▸ **WHAT TO WORK ON**:
Please write out every entry below, word for word.

Dataset items:
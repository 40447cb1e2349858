//! 附件接口端到端测试
//!
//! 需要本地PostgreSQL实例，默认跳过。运行方式：
//! `GOCART_TEST_DATABASE_URL=postgresql://... cargo test -- --ignored`

use axum::{
    Router,
    body::Body,
    http::{Request, StatusCode, header},
};
use gocart_backend::{
    config::Config,
    database::Database,
    handlers::AppState,
    routes::create_api_routes,
    storage::{AssetStorage, StorageError, StorageResult},
};
use http_body_util::BodyExt;
use std::sync::{
    Arc, Mutex,
    atomic::{AtomicUsize, Ordering},
};
use tower::ServiceExt;
use uuid::Uuid;

/// 记录型存储桩：上传返回确定性键，URL解析拼接假域名，删除计数
#[derive(Debug, Default)]
struct RecordingStorage {
    uploads: AtomicUsize,
    deletes: AtomicUsize,
    deleted_keys: Mutex<Vec<String>>,
}

#[async_trait::async_trait]
impl AssetStorage for RecordingStorage {
    async fn upload(
        &self,
        request_id: &str,
        content: &[u8],
        filename: &str,
    ) -> StorageResult<String> {
        if content.is_empty() {
            return Err(StorageError::Validation("文件内容为空".to_string()));
        }
        self.uploads.fetch_add(1, Ordering::SeqCst);
        let ext = std::path::Path::new(filename)
            .extension()
            .and_then(|e| e.to_str())
            .map(|e| format!(".{}", e))
            .unwrap_or_default();
        Ok(format!("assets/{}/{}{}", request_id, Uuid::new_v4(), ext))
    }

    async fn delete(&self, file_key: &str) -> StorageResult<bool> {
        self.deletes.fetch_add(1, Ordering::SeqCst);
        self.deleted_keys
            .lock()
            .unwrap()
            .push(file_key.to_string());
        Ok(true)
    }

    async fn resolve_url(&self, file_key: &str, expires_in_secs: u64) -> StorageResult<String> {
        Ok(format!(
            "https://storage.test/{}?expires={}",
            file_key, expires_in_secs
        ))
    }
}

fn test_database_url() -> Option<String> {
    std::env::var("GOCART_TEST_DATABASE_URL").ok()
}

async fn build_app() -> (Router, Arc<RecordingStorage>) {
    let mut config = Config::default();
    config.database.url = test_database_url().expect("缺少GOCART_TEST_DATABASE_URL");

    let database = Database::new(&config.database).await.unwrap();
    database.init_schema().await.unwrap();

    let storage = Arc::new(RecordingStorage::default());
    let app_state = AppState {
        database,
        storage: storage.clone(),
        config,
    };

    let app = create_api_routes().with_state(app_state);
    (app, storage)
}

async fn response_json(response: axum::response::Response) -> serde_json::Value {
    let bytes = response.into_body().collect().await.unwrap().to_bytes();
    serde_json::from_slice(&bytes).unwrap()
}

fn multipart_body(request_id: &str, filename: &str, content: &[u8]) -> (String, Vec<u8>) {
    let boundary = "gocart-test-boundary";
    let mut body = Vec::new();
    body.extend_from_slice(
        format!(
            "--{boundary}\r\nContent-Disposition: form-data; name=\"request_id\"\r\n\r\n{request_id}\r\n"
        )
        .as_bytes(),
    );
    body.extend_from_slice(
        format!(
            "--{boundary}\r\nContent-Disposition: form-data; name=\"file\"; filename=\"{filename}\"\r\nContent-Type: application/octet-stream\r\n\r\n"
        )
        .as_bytes(),
    );
    body.extend_from_slice(content);
    body.extend_from_slice(format!("\r\n--{boundary}--\r\n").as_bytes());

    (format!("multipart/form-data; boundary={boundary}"), body)
}

async fn create_request(app: &Router) -> Uuid {
    let response = app
        .clone()
        .oneshot(
            Request::builder()
                .method("POST")
                .uri("/requests/")
                .header(header::CONTENT_TYPE, "application/json")
                .body(Body::from(
                    r#"{"shopify_user_id": "user-1", "query": "一双跑步鞋"}"#,
                ))
                .unwrap(),
        )
        .await
        .unwrap();
    assert_eq!(response.status(), StatusCode::OK);

    let json = response_json(response).await;
    Uuid::parse_str(json["data"]["request_id"].as_str().unwrap()).unwrap()
}

#[tokio::test]
#[ignore = "需要本地PostgreSQL"]
async fn test_asset_upload_list_delete_flow() {
    let (app, storage) = build_app().await;
    let request_id = create_request(&app).await;

    // 上传附件
    let (content_type, body) = multipart_body(&request_id.to_string(), "test.txt", b"hello world");
    let response = app
        .clone()
        .oneshot(
            Request::builder()
                .method("POST")
                .uri("/request-assets/upload")
                .header(header::CONTENT_TYPE, content_type)
                .body(Body::from(body))
                .unwrap(),
        )
        .await
        .unwrap();
    assert_eq!(response.status(), StatusCode::OK);

    let json = response_json(response).await;
    let asset_id = json["data"]["request_asset_id"].as_str().unwrap().to_string();
    let url = json["data"]["url"].as_str().unwrap();
    // URL由存储桩现场解析，路径部分保留原始扩展名
    let path = url.split('?').next().unwrap();
    assert!(path.ends_with(".txt"));
    assert_eq!(storage.uploads.load(Ordering::SeqCst), 1);

    // 列表应有一条记录，且URL重新解析
    let response = app
        .clone()
        .oneshot(
            Request::builder()
                .uri(format!("/request-assets/?request_id={}", request_id))
                .body(Body::empty())
                .unwrap(),
        )
        .await
        .unwrap();
    assert_eq!(response.status(), StatusCode::OK);
    let json = response_json(response).await;
    assert_eq!(json["data"].as_array().unwrap().len(), 1);

    // 删除附件，存储侧应恰好删除一次
    let response = app
        .clone()
        .oneshot(
            Request::builder()
                .method("DELETE")
                .uri(format!("/request-assets/{}", asset_id))
                .body(Body::empty())
                .unwrap(),
        )
        .await
        .unwrap();
    assert_eq!(response.status(), StatusCode::OK);
    assert_eq!(storage.deletes.load(Ordering::SeqCst), 1);

    let response = app
        .clone()
        .oneshot(
            Request::builder()
                .uri(format!("/request-assets/?request_id={}", request_id))
                .body(Body::empty())
                .unwrap(),
        )
        .await
        .unwrap();
    let json = response_json(response).await;
    assert!(json["data"].as_array().unwrap().is_empty());
}

#[tokio::test]
#[ignore = "需要本地PostgreSQL"]
async fn test_asset_upload_rejects_missing_request() {
    let (app, storage) = build_app().await;

    let phantom_id = Uuid::new_v4();
    let (content_type, body) = multipart_body(&phantom_id.to_string(), "test.txt", b"hello");
    let response = app
        .clone()
        .oneshot(
            Request::builder()
                .method("POST")
                .uri("/request-assets/upload")
                .header(header::CONTENT_TYPE, content_type)
                .body(Body::from(body))
                .unwrap(),
        )
        .await
        .unwrap();

    // 归属请求不存在时不触碰存储后端
    assert_eq!(response.status(), StatusCode::NOT_FOUND);
    assert_eq!(storage.uploads.load(Ordering::SeqCst), 0);
}

#[tokio::test]
#[ignore = "需要本地PostgreSQL"]
async fn test_asset_upload_rejects_empty_file() {
    let (app, storage) = build_app().await;
    let request_id = create_request(&app).await;

    let (content_type, body) = multipart_body(&request_id.to_string(), "empty.txt", b"");
    let response = app
        .clone()
        .oneshot(
            Request::builder()
                .method("POST")
                .uri("/request-assets/upload")
                .header(header::CONTENT_TYPE, content_type)
                .body(Body::from(body))
                .unwrap(),
        )
        .await
        .unwrap();

    assert_eq!(response.status(), StatusCode::BAD_REQUEST);
    assert_eq!(storage.uploads.load(Ordering::SeqCst), 0);
}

▸ **YOUR SOLUTION**:
repository 40447cb1e2349858
//! 附件接口端到端测试
//!
//! 需要本地PostgreSQL实例，默认跳过。运行方式：
//! `GOCART_TEST_DATABASE_URL=postgresql://... cargo test -- --ignored`

use axum::{
    Router,
    body::Body,
    http::{Request, StatusCode, header},
};
use gocart_backend::{
    config::Config,
    database::Database,
    handlers::AppState,
    routes::create_api_routes,
    storage::{AssetStorage, StorageError, StorageResult},
};
use http_body_util::BodyExt;
use std::sync::{
    Arc, Mutex,
    atomic::{AtomicUsize, Ordering},
};
use tower::ServiceExt;
use uuid::Uuid;

/// 记录型存储桩：上传返回确定性键，URL解析拼接假域名，删除计数
#[derive(Debug, Default)]
struct RecordingStorage {
    uploads: AtomicUsize,
    deletes: AtomicUsize,
    deleted_keys: Mutex<Vec<String>>,
}

#[async_trait::async_trait]
impl AssetStorage for RecordingStorage {
    async fn upload(
        &self,
        request_id: &str,
        content: &[u8],
        filename: &str,
    ) -> StorageResult<String> {
        if content.is_empty() {
            return Err(StorageError::Validation("文件内容为空".to_string()));
        }
        self.uploads.fetch_add(1, Ordering::SeqCst);
        let ext = std::path::Path::new(filename)
            .extension()
            .and_then(|e| e.to_str())
            .map(|e| format!(".{}", e))
            .unwrap_or_default();
        Ok(format!("assets/{}/{}{}", request_id, Uuid::new_v4(), ext))
    }

    async fn delete(&self, file_key: &str) -> StorageResult<bool> {
        self.deletes.fetch_add(1, Ordering::SeqCst);
        self.deleted_keys
            .lock()
            .unwrap()
            .push(file_key.to_string());
        Ok(true)
    }

    async fn resolve_url(&self, file_key: &str, expires_in_secs: u64) -> StorageResult<String> {
        Ok(format!(
            "https://storage.test/{}?expires={}",
            file_key, expires_in_secs
        ))
    }
}

fn test_database_url() -> Option<String> {
    std::env::var("GOCART_TEST_DATABASE_URL").ok()
}

async fn build_app() -> (Router, Arc<RecordingStorage>) {
    let mut config = Config::default();
    config.database.url = test_database_url().expect("缺少GOCART_TEST_DATABASE_URL");

    let database = Database::new(&config.database).await.unwrap();
    database.init_schema().await.unwrap();

    let storage = Arc::new(RecordingStorage::default());
    let app_state = AppState {
        database,
        storage: storage.clone(),
        config,
    };

    let app = create_api_routes().with_state(app_state);
    (app, storage)
}

async fn response_json(response: axum::response::Response) -> serde_json::Value {
    let bytes = response.into_body().collect().await.unwrap().to_bytes();
    serde_json::from_slice(&bytes).unwrap()
}

fn multipart_body(request_id: &str, filename: &str, content: &[u8]) -> (String, Vec<u8>) {
    let boundary = "gocart-test-boundary";
    let mut body = Vec::new();
    body.extend_from_slice(
        format!(
            "--{boundary}\r\nContent-Disposition: form-data; name=\"request_id\"\r\n\r\n{request_id}\r\n"
        )
        .as_bytes(),
    );
    body.extend_from_slice(
        format!(
            "--{boundary}\r\nContent-Disposition: form-data; name=\"file\"; filename=\"{filename}\"\r\nContent-Type: application/octet-stream\r\n\r\n"
        )
        .as_bytes(),
    );
    body.extend_from_slice(content);
    body.extend_from_slice(format!("\r\n--{boundary}--\r\n").as_bytes());

    (format!("multipart/form-data; boundary={boundary}"), body)
}

async fn create_request(app: &Router) -> Uuid {
    let response = app
        .clone()
        .oneshot(
            Request::builder()
                .method("POST")
                .uri("/requests/")
                .header(header::CONTENT_TYPE, "application/json")
                .body(Body::from(
                    r#"{"shopify_user_id": "user-1", "query": "一双跑步鞋"}"#,
                ))
                .unwrap(),
        )
        .await
        .unwrap();
    assert_eq!(response.status(), StatusCode::OK);

    let json = response_json(response).await;
    Uuid::parse_str(json["data"]["request_id"].as_str().unwrap()).unwrap()
}

#[tokio::test]
#[ignore = "需要本地PostgreSQL"]
async fn test_asset_upload_list_delete_flow() {
    let (app, storage) = build_app().await;
    let request_id = create_request(&app).await;

    // 上传附件
    let (content_type, body) = multipart_body(&request_id.to_string(), "test.txt", b"hello world");
    let response = app
        .clone()
        .oneshot(
            Request::builder()
                .method("POST")
                .uri("/request-assets/upload")
                .header(header::CONTENT_TYPE, content_type)
                .body(Body::from(body))
                .unwrap(),
        )
        .await
        .unwrap();
    assert_eq!(response.status(), StatusCode::OK);

    let json = response_json(response).await;
    let asset_id = json["data"]["request_asset_id"].as_str().unwrap().to_string();
    let url = json["data"]["url"].as_str().unwrap();
    // URL由存储桩现场解析，路径部分保留原始扩展名
    let path = url.split('?').next().unwrap();
    assert!(path.ends_with(".txt"));
    assert_eq!(storage.uploads.load(Ordering::SeqCst), 1);

    // 列表应有一条记录，且URL重新解析
    let response = app
        .clone()
        .oneshot(
            Request::builder()
                .uri(format!("/request-assets/?request_id={}", request_id))
                .body(Body::empty())
                .unwrap(),
        )
        .await
        .unwrap();
    assert_eq!(response.status(), StatusCode::OK);
    let json = response_json(response).await;
    assert_eq!(json["data"].as_array().unwrap().len(), 1);

    // 删除附件，存储侧应恰好删除一次
    let response = app
        .clone()
        .oneshot(
            Request::builder()
                .method("DELETE")
                .uri(format!("/request-assets/{}", asset_id))
                .body(Body::empty())
                .unwrap(),
        )
        .await
        .unwrap();
    assert_eq!(response.status(), StatusCode::OK);
    assert_eq!(storage.deletes.load(Ordering::SeqCst), 1);

    let response = app
        .clone()
        .oneshot(
            Request::builder()
                .uri(format!("/request-assets/?request_id={}", request_id))
                .body(Body::empty())
                .unwrap(),
        )
        .await
        .unwrap();
    let json = response_json(response).await;
    assert!(json["data"].as_array().unwrap().is_empty());
}

#[tokio::test]
#[ignore = "需要本地PostgreSQL"]
async fn test_asset_upload_rejects_missing_request() {
    let (app, storage) = build_app().await;

    let phantom_id = Uuid::new_v4();
    let (content_type, body) = multipart_body(&phantom_id.to_string(), "test.txt", b"hello");
    let response = app
        .clone()
        .oneshot(
            Request::builder()
                .method("POST")
                .uri("/request-assets/upload")
                .header(header::CONTENT_TYPE, content_type)
                .body(Body::from(body))
                .unwrap(),
        )
        .await
        .unwrap();

    // 归属请求不存在时不触碰存储后端
    assert_eq!(response.status(), StatusCode::NOT_FOUND);
    assert_eq!(storage.uploads.load(Ordering::SeqCst), 0);
}

#[tokio::test]
#[ignore = "需要本地PostgreSQL"]
async fn test_asset_upload_rejects_empty_file() {
    let (app, storage) = build_app().await;
    let request_id = create_request(&app).await;

    let (content_type, body) = multipart_body(&request_id.to_string(), "empty.txt", b"");
    let response = app
        .clone()
        .oneshot(
            Request::builder()
                .method("POST")
                .uri("/request-assets/upload")
                .header(header::CONTENT_TYPE, content_type)
                .body(Body::from(body))
                .unwrap(),
        )
        .await
        .unwrap();

    assert_eq!(response.status(), StatusCode::BAD_REQUEST);
    assert_eq!(storage.uploads.load(Ordering::SeqCst), 0);
}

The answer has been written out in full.